C’est le but du communisme de combattre l’accumulation capitaliste par des intérêts privés et l’exploitation de l’immense masse des travailleurs et consommateurs pour enrichir à peine 1% de la population mondiale. Dans un monde communiste idéal, les salaires et les prix des biens de consommation n’augmenteraient jamais car il n’y aurait pas d’inflation causé par la spéculation, le profit et les intérêts. Un des buts de la création d’une monnaie basée sur le temps de travail est que la visibilité d’une composante profit excessive dans le prix d’une marchandise deviendrait très évidente, elle sauterait aux yeux des consommateurs.
La composante travail dans la valeur des marchandises
C’est bien simple, cette composante est tout ce qui reste si on enlève les profits de ceux qui vivent en exploitant leur prochain. Si toutes les marchandises étaient exemptes de leur composante profit totale et que leur valeur n’équivaudrait qu’aux salaires des travailleurs et travailleuses qui les produisent, le pouvoir d’achat de la très grande majorité de la population serait infiniment plus grand. Les classes dominantes qui s’interposent dans tous les échanges commerciaux pour s’enrichir sans travailler pour produire sont donc des nuisances, ils ne sont d’aucune utilité dans la société, ils ne font que profiter du travail des autres.

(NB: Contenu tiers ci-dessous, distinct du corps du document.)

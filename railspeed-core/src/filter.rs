//! Moving-Average Filter for Range Samples
//!
//! ## Overview
//!
//! Time-of-flight range sensors jitter by a few millimetres from shot to
//! shot, and the edge of a passing car can produce a single wild reading.
//! [`SampleFilter`] smooths one channel by averaging its last `N` samples.
//!
//! ## Storage
//!
//! Samples live in a fixed-size `heapless::HistoryBuffer` that is filled
//! with zeros at construction, so the buffer is always full and the mean is
//! always taken over exactly `N` slots:
//!
//! ```text
//! SampleFilter<u32, 4> after pushing 40, 42:
//! ┌────┬────┬────┬────┐
//! │ 40 │ 42 │  0 │  0 │   mean = 82 / 4 = 20
//! └────┴────┴────┴────┘
//!          ↑
//!          next write (oldest slot)
//! ```
//!
//! ## Known Limitation
//!
//! Because unfilled slots count as zero, the first `N - 1` outputs are biased
//! low. For range sensors that only delays detection of a near object by a
//! few ticks after power-up, so the filter is left unprimed.
//!
//! ## Integer Arithmetic
//!
//! Integer samples are summed in a wider accumulator ([`Sample::Acc`]) and the
//! mean truncates toward zero, like integer division in the sample type.
//!
//! ```rust
//! use railspeed_core::SampleFilter;
//!
//! let mut filter = SampleFilter::<u32, 3>::new();
//! assert_eq!(filter.push(30), 10);
//! assert_eq!(filter.push(30), 20);
//! assert_eq!(filter.push(30), 30);
//! ```

use core::ops::{Add, Div};

use heapless::HistoryBuffer;

/// Numeric type that can be averaged by [`SampleFilter`]
pub trait Sample: Copy + Default {
    /// Accumulator wide enough to sum any number of samples the filter holds
    type Acc: Copy + Default + Add<Output = Self::Acc> + Div<Output = Self::Acc>;

    /// Promote a sample into the accumulator type
    fn widen(self) -> Self::Acc;

    /// Convert a mean back into the sample type
    fn narrow(acc: Self::Acc) -> Self;

    /// Express a sample count in the accumulator type
    fn count(n: usize) -> Self::Acc;
}

macro_rules! impl_sample {
    ($($sample:ty => $acc:ty),* $(,)?) => {
        $(
            impl Sample for $sample {
                type Acc = $acc;

                #[inline]
                fn widen(self) -> $acc {
                    self as $acc
                }

                #[inline]
                fn narrow(acc: $acc) -> Self {
                    acc as $sample
                }

                #[inline]
                fn count(n: usize) -> $acc {
                    n as $acc
                }
            }
        )*
    };
}

impl_sample! {
    u8 => u32,
    u16 => u32,
    u32 => u64,
    i16 => i32,
    i32 => i64,
    f32 => f32,
    f64 => f64,
}

/// Fixed-depth moving-average filter
///
/// `N` is the averaging depth and must be at least 1; `N = 0` fails to
/// compile.
#[derive(Clone)]
pub struct SampleFilter<T: Sample, const N: usize> {
    samples: HistoryBuffer<T, N>,
}

impl<T: Sample, const N: usize> SampleFilter<T, N> {
    const NONZERO_DEPTH: () = assert!(N > 0, "filter depth must be at least 1");

    /// Filter with every slot zeroed
    pub fn new() -> Self {
        #[allow(clippy::let_unit_value)]
        let () = Self::NONZERO_DEPTH;

        Self {
            samples: HistoryBuffer::new_with(T::default()),
        }
    }

    /// Add a sample, dropping the oldest, and return the new mean
    pub fn push(&mut self, sample: T) -> T {
        self.samples.write(sample);
        self.value()
    }

    /// Current mean without adding a sample
    pub fn value(&self) -> T {
        let sum = self
            .samples
            .as_slice()
            .iter()
            .fold(T::Acc::default(), |acc, s| acc + s.widen());
        T::narrow(sum / T::count(N))
    }

    /// Averaging depth
    pub fn depth(&self) -> usize {
        N
    }

    /// Zero every slot, as at construction
    pub fn reset(&mut self) {
        self.samples.clear_with(T::default());
    }
}

impl<T: Sample, const N: usize> Default for SampleFilter<T, N> {
    fn default() -> Self {
        Self::new()
    }
}
//! Error Types for Sensor Bring-Up and Measurement
//!
//! ## Design Philosophy
//!
//! Errors here are small, `Copy` and heap-free so they can be returned from
//! the tick path and logged over RTT without allocation. Only `&'static str`
//! is used for messages.
//!
//! ## Where Errors Surface
//!
//! Hardware problems stay inside the sensor wrapper. They reach the caller
//! exactly once, from [`Speedometer::begin`](crate::Speedometer::begin).
//! After that, everything the sensors or the track can do wrong (missed
//! second detection, both sensors firing together, no reading) is absorbed
//! by the state machine and shows up only as a speed of zero.
//!
//! ```rust
//! use railspeed_core::{SensorError, SpeedometerError, Channel, InitStep};
//!
//! fn report(result: Result<(), SpeedometerError>) {
//!     match result {
//!         Ok(()) => {}
//!         Err(SpeedometerError::ChannelInit { channel, error: SensorError::InitFailed { step } }) => {
//!             // Wiring or address problem on one board
//!             let _ = (channel, step);
//!         }
//!         Err(SpeedometerError::WindowMissing { channel }) => {
//!             // Configuration bug: call set_window before begin
//!             let _ = channel;
//!         }
//!         Err(_) => {}
//!     }
//! }
//! # report(Err(SpeedometerError::ChannelInit {
//! #     channel: Channel::A,
//! #     error: SensorError::InitFailed { step: InitStep::CheckPresent },
//! # }));
//! ```

use thiserror_no_std::Error;

use crate::sensor::{Channel, InitStep};

/// Result type for sensor operations
pub type SensorResult<T> = Result<T, SensorError>;

/// Result type for speedometer operations
pub type SpeedometerResult<T> = Result<T, SpeedometerError>;

/// Errors raised by a range sensor or its chip driver
#[derive(Error, Debug, Clone, Copy, PartialEq, Eq)]
pub enum SensorError {
    /// A step of the chip bring-up sequence failed
    #[error("sensor initialization failed at step {step}")]
    InitFailed {
        /// The step that reported failure
        step: InitStep,
    },

    /// A measurement is still in flight
    #[error("sensor busy: previous measurement not complete")]
    Busy,

    /// The bus transaction to the chip failed
    #[error("sensor bus transaction failed")]
    Bus,

    /// The chip has not produced a range yet
    #[error("no measurement available")]
    NotReady,
}

/// Errors raised by the speedometer itself
#[derive(Error, Debug, Clone, Copy, PartialEq, Eq)]
pub enum SpeedometerError {
    /// One channel's sensor failed to start
    #[error("channel {channel} failed to start: {error}")]
    ChannelInit {
        /// The failing channel
        channel: Channel,
        /// What went wrong
        error: SensorError,
    },

    /// No detection window was installed for a channel
    #[error("channel {channel} has no detection window")]
    WindowMissing {
        /// The channel without a window
        channel: Channel,
    },
}

#[cfg(feature = "defmt")]
impl defmt::Format for SensorError {
    fn format(&self, fmt: defmt::Formatter) {
        match self {
            Self::InitFailed { step } =>
                defmt::write!(fmt, "Init failed at {}", step.name()),
            Self::Busy =>
                defmt::write!(fmt, "Sensor busy"),
            Self::Bus =>
                defmt::write!(fmt, "Bus error"),
            Self::NotReady =>
                defmt::write!(fmt, "No measurement"),
        }
    }
}

#[cfg(feature = "defmt")]
impl defmt::Format for SpeedometerError {
    fn format(&self, fmt: defmt::Formatter) {
        match self {
            Self::ChannelInit { channel, error } =>
                defmt::write!(fmt, "Channel {} init: {}", channel, error),
            Self::WindowMissing { channel } =>
                defmt::write!(fmt, "Channel {} has no window", channel),
        }
    }
}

J’ai déjà mentionné dans ce blog qu’il y a encore à peine quelques dizaines d’années, tous devaient travailler au moins 40 heures par semaine afin de réussir à produire tous les biens de consommation nécessaires à la population car la technologie et l’automatisation n’était pas encore assez développées pour que la machine accomplisse une grande part des tâches liées à la production à la place des humains. Il y a plus de 100 ans, c’était encore bien pire, tous les hommes, femmes et même les enfants devaient travailler souvent plus de 70 heures par semaine pour réussir à produire le minimum vital au maintien de la société car l’électricité n’existait pas encore et la machine en était encore à ses balbutiements. La majorité des gens étaient affectés à l’agriculture, aidé dans leurs pénibles tâches par les boeufs et les chevaux. Cependant, il faut dire que c’est encore comme ça dans les pays les plus pauvres qui n’ont encore que des moyens primitifs et archaïques de production agricole et manufacturière.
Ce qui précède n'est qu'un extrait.